### REQUIREMENT
Tally the lines below containing "ScanlinePipeline" and report only the total.
(Beginning of INFORMATION SUPPLIED)
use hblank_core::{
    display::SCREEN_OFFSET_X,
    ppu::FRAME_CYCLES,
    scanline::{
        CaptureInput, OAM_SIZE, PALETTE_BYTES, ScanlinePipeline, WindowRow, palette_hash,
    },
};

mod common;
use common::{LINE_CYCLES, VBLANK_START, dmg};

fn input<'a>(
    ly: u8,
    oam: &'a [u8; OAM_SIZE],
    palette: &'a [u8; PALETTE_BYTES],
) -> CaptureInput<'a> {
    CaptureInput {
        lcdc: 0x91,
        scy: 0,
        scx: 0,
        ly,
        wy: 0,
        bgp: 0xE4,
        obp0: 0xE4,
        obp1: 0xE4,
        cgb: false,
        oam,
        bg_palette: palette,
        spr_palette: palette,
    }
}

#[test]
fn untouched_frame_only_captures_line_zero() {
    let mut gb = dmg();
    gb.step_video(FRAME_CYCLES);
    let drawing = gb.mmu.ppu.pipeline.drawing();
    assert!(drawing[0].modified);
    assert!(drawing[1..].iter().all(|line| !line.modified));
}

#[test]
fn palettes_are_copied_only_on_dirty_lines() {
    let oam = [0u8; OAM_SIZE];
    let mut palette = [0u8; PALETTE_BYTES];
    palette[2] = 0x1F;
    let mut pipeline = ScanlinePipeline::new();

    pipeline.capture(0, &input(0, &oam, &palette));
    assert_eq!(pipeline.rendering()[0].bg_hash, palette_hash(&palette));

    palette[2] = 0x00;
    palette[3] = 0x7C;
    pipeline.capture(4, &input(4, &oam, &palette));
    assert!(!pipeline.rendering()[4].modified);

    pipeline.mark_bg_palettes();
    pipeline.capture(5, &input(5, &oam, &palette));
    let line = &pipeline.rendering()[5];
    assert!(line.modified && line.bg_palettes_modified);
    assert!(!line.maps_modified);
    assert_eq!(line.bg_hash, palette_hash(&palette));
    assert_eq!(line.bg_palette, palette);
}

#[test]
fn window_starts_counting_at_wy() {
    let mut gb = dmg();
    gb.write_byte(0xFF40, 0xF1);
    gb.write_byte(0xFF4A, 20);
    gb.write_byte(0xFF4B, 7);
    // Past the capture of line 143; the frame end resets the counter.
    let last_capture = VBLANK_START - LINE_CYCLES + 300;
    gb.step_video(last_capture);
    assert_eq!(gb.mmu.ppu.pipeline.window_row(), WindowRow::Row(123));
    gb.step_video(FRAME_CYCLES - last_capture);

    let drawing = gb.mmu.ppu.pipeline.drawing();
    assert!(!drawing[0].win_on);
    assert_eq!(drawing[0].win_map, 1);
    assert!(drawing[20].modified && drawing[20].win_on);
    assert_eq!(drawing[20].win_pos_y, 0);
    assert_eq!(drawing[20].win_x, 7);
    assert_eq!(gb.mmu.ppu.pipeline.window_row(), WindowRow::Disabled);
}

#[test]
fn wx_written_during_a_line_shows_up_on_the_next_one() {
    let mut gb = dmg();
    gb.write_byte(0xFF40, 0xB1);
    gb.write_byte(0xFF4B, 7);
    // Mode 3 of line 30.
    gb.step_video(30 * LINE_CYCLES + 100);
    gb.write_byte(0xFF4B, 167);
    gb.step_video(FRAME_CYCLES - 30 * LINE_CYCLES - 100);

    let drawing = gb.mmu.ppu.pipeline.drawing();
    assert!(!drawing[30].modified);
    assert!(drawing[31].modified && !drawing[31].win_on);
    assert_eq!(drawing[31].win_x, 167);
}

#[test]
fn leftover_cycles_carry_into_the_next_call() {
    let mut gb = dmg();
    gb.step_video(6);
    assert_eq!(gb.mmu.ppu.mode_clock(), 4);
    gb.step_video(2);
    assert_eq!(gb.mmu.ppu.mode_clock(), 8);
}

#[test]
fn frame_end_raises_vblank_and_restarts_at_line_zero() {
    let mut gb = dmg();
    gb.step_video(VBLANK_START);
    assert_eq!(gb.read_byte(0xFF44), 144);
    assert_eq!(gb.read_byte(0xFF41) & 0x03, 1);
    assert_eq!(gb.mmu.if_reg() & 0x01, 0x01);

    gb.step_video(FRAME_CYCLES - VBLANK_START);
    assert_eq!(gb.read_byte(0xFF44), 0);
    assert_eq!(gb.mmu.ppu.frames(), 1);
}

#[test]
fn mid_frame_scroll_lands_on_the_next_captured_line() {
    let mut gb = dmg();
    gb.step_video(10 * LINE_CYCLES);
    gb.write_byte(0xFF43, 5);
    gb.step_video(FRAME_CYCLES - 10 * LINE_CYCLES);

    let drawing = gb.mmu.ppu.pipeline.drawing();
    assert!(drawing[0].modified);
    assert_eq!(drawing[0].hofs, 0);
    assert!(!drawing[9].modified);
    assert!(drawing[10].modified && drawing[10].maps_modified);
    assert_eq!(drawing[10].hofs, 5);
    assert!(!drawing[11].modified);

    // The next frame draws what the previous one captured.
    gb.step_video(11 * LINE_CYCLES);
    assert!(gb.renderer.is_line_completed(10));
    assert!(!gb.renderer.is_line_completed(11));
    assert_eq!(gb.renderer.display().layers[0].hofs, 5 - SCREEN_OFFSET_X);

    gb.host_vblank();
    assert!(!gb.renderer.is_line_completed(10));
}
(End of INFORMATION SUPPLIED)
(Beginning of INFORMATION SUPPLIED)
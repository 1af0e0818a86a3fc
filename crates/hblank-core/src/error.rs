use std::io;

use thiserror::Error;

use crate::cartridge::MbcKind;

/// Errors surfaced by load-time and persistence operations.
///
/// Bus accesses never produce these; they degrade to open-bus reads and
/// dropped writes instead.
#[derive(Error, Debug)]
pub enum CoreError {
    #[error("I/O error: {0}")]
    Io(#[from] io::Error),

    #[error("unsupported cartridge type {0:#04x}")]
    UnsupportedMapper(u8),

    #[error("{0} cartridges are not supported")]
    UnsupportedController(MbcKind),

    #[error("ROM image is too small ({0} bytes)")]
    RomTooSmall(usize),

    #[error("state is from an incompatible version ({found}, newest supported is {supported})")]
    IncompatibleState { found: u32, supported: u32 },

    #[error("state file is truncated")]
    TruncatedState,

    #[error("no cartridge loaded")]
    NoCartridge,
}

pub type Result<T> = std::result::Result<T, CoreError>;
(End of INFORMATION SUPPLIED)
### REPLY TO THE TASK
2